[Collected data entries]
+---+

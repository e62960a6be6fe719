//! HTTP transport for the Robot webservice.
//!
//! [`Transport`] is the only place that touches the network. The production
//! implementation, [`HttpTransport`], sends requests with `reqwest` and basic
//! auth; tests substitute [`crate::testing::MockTransport`].

use std::time::Duration;

use reqwest::{Method, StatusCode};
use serde_json::Value;

use crate::config::ProviderConfig;
use crate::error::ProviderError;

/// Ordered `application/x-www-form-urlencoded` fields.
///
/// Keys may repeat (`server[]`, `authorized_key`), so this is a list rather than a map.
#[derive(Debug, Clone, Default, PartialEq, Eq)]
pub struct Form(Vec<(String, String)>);

impl Form {
    /// Create an empty form.
    pub fn new() -> Self {
        Self::default()
    }

    /// Append a field.
    pub fn field(mut self, key: impl Into<String>, value: impl ToString) -> Self {
        self.push(key, value);
        self
    }

    /// Append a field only when `value` is non-empty.
    pub fn field_if_present(self, key: impl Into<String>, value: &str) -> Self {
        if value.is_empty() {
            self
        } else {
            self.field(key, value)
        }
    }

    /// Append a field in place.
    pub fn push(&mut self, key: impl Into<String>, value: impl ToString) {
        self.0.push((key.into(), value.to_string()));
    }

    /// First value for `key`.
    pub fn get(&self, key: &str) -> Option<&str> {
        self.0
            .iter()
            .find(|(k, _)| k == key)
            .map(|(_, v)| v.as_str())
    }

    /// All values for `key`, in insertion order.
    pub fn get_all(&self, key: &str) -> Vec<&str> {
        self.0
            .iter()
            .filter(|(k, _)| k == key)
            .map(|(_, v)| v.as_str())
            .collect()
    }

    /// The fields in insertion order.
    pub fn pairs(&self) -> &[(String, String)] {
        &self.0
    }

    /// Whether the form has no fields.
    pub fn is_empty(&self) -> bool {
        self.0.is_empty()
    }
}

/// Body of a Robot request.
#[derive(Debug, Clone, PartialEq)]
pub enum RequestBody {
    /// No body.
    Empty,
    /// Form-encoded body.
    Form(Form),
    /// JSON body.
    Json(Value),
}

/// A request relative to the webservice base URL.
#[derive(Debug, Clone, PartialEq)]
pub struct ApiRequest {
    /// HTTP method.
    pub method: Method,
    /// Path starting with `/`, e.g. `/vswitch/4711`.
    pub path: String,
    /// Request body.
    pub body: RequestBody,
}

impl ApiRequest {
    /// The form body, if this request carries one.
    pub fn form(&self) -> Option<&Form> {
        match &self.body {
            RequestBody::Form(form) => Some(form),
            _ => None,
        }
    }
}

/// Raw webservice response.
#[derive(Debug, Clone, PartialEq, Eq)]
pub struct ApiResponse {
    /// HTTP status.
    pub status: StatusCode,
    /// Response body as text.
    pub body: String,
}

impl ApiResponse {
    /// Build a response from a status code and body.
    pub fn new(status: StatusCode, body: impl Into<String>) -> Self {
        Self {
            status,
            body: body.into(),
        }
    }
}

/// Sends requests to the Robot webservice.
#[async_trait::async_trait]
pub trait Transport: Send + Sync {
    /// Send a single request and return the raw response, whatever its status.
    async fn send(&self, request: &ApiRequest) -> Result<ApiResponse, ProviderError>;
}

/// [`Transport`] over HTTPS with basic auth.
pub struct HttpTransport {
    client: reqwest::Client,
    username: String,
    password: String,
    base_url: String,
}

impl HttpTransport {
    /// Request timeout for a single webservice call.
    pub const TIMEOUT: Duration = Duration::from_secs(60);

    /// Build a transport for the configured endpoint and credentials.
    pub fn new(config: &ProviderConfig) -> Result<Self, ProviderError> {
        let client = reqwest::Client::builder()
            .user_agent(concat!("hetzner-robot-provider/", env!("CARGO_PKG_VERSION")))
            .timeout(Self::TIMEOUT)
            .build()?;

        Ok(Self {
            client,
            username: config.username.clone(),
            password: config.password.clone(),
            base_url: config.url.clone(),
        })
    }
}

#[async_trait::async_trait]
impl Transport for HttpTransport {
    async fn send(&self, request: &ApiRequest) -> Result<ApiResponse, ProviderError> {
        let url = format!("{}{}", self.base_url, request.path);
        let builder = self
            .client
            .request(request.method.clone(), &url)
            .basic_auth(&self.username, Some(&self.password));

        let builder = match &request.body {
            RequestBody::Empty => builder,
            RequestBody::Form(form) => builder.form(form.pairs()),
            RequestBody::Json(value) => builder.json(value),
        };

        let response = builder.send().await?;
        let status = response.status();
        let body = response.text().await?;
        Ok(ApiResponse { status, body })
    }
}


#[cfg(test)]
mod http_tests {
    use httpmock::prelude::*;
    use serde_json::json;

    use super::{ApiRequest, Form, HttpTransport, RequestBody, Transport};
    use crate::config::ProviderConfig;

    // base64("robot:secret")
    const AUTHORIZATION: &str = "Basic cm9ib3Q6c2VjcmV0";

    fn transport(server: &MockServer) -> HttpTransport {
        let config = ProviderConfig::resolve(
            &json!({"username": "robot", "password": "secret", "url": server.base_url()}),
            |_| None,
        )
        .unwrap();
        HttpTransport::new(&config).unwrap()
    }

    #[tokio::test]
    async fn test_form_body_with_basic_auth() {
        let server = MockServer::start_async().await;
        let mock = server
            .mock_async(|when, then| {
                when.method(POST)
                    .path("/vswitch")
                    .header("authorization", AUTHORIZATION)
                    .header("content-type", "application/x-www-form-urlencoded")
                    .body("name=backend&vlan=4000");
                then.status(201).body(r#"{"id":4711}"#);
            })
            .await;

        let request = ApiRequest {
            method: reqwest::Method::POST,
            path: "/vswitch".to_string(),
            body: RequestBody::Form(Form::new().field("name", "backend").field("vlan", 4000)),
        };
        let response = transport(&server).send(&request).await.unwrap();

        mock.assert_async().await;
        assert_eq!(response.status, reqwest::StatusCode::CREATED);
        assert_eq!(response.body, r#"{"id":4711}"#);
    }

    #[tokio::test]
    async fn test_delete_with_repeated_form_keys() {
        let server = MockServer::start_async().await;
        let mock = server
            .mock_async(|when, then| {
                when.method(DELETE)
                    .path("/vswitch/4711/server")
                    .header("authorization", AUTHORIZATION)
                    .header("content-type", "application/x-www-form-urlencoded")
                    .body("server%5B%5D=1&server%5B%5D=2");
                then.status(202);
            })
            .await;

        let request = ApiRequest {
            method: reqwest::Method::DELETE,
            path: "/vswitch/4711/server".to_string(),
            body: RequestBody::Form(Form::new().field("server[]", 1).field("server[]", 2)),
        };
        let response = transport(&server).send(&request).await.unwrap();

        mock.assert_async().await;
        assert_eq!(response.status, reqwest::StatusCode::ACCEPTED);
    }

    #[tokio::test]
    async fn test_json_body() {
        let server = MockServer::start_async().await;
        let mock = server
            .mock_async(|when, then| {
                when.method(POST)
                    .path("/server/321")
                    .header("authorization", AUTHORIZATION)
                    .header("content-type", "application/json")
                    .json_body(json!({"server_name": "web-1"}));
                then.status(200).body(r#"{"server":{"server_number":321}}"#);
            })
            .await;

        let request = ApiRequest {
            method: reqwest::Method::POST,
            path: "/server/321".to_string(),
            body: RequestBody::Json(json!({"server_name": "web-1"})),
        };
        let response = transport(&server).send(&request).await.unwrap();

        mock.assert_async().await;
        assert_eq!(response.status, reqwest::StatusCode::OK);
    }

    #[tokio::test]
    async fn test_error_status_is_returned_not_raised() {
        let server = MockServer::start_async().await;
        let mock = server
            .mock_async(|when, then| {
                when.method(GET)
                    .path("/boot/999")
                    .header("authorization", AUTHORIZATION);
                then.status(404)
                    .body(r#"{"error":{"status":404,"code":"SERVER_NOT_FOUND","message":"Server not found"}}"#);
            })
            .await;

        let request = ApiRequest {
            method: reqwest::Method::GET,
            path: "/boot/999".to_string(),
            body: RequestBody::Empty,
        };
        let response = transport(&server).send(&request).await.unwrap();

        mock.assert_async().await;
        assert_eq!(response.status, reqwest::StatusCode::NOT_FOUND);
        assert!(response.body.contains("SERVER_NOT_FOUND"));
    }
}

+---+

Only the lines from the first line of the records through the one containing "Append a field." should be reproduced, exactly, with both of them included.

repository e62960a6be6fe719
//! HTTP transport for the Robot webservice.
//!
//! [`Transport`] is the only place that touches the network. The production
//! implementation, [`HttpTransport`], sends requests with `reqwest` and basic
//! auth; tests substitute [`crate::testing::MockTransport`].

use std::time::Duration;

use reqwest::{Method, StatusCode};
use serde_json::Value;

use crate::config::ProviderConfig;
use crate::error::ProviderError;

/// Ordered `application/x-www-form-urlencoded` fields.
///
/// Keys may repeat (`server[]`, `authorized_key`), so this is a list rather than a map.
#[derive(Debug, Clone, Default, PartialEq, Eq)]
pub struct Form(Vec<(String, String)>);

impl Form {
    /// Create an empty form.
    pub fn new() -> Self {
        Self::default()
    }

    /// Append a field.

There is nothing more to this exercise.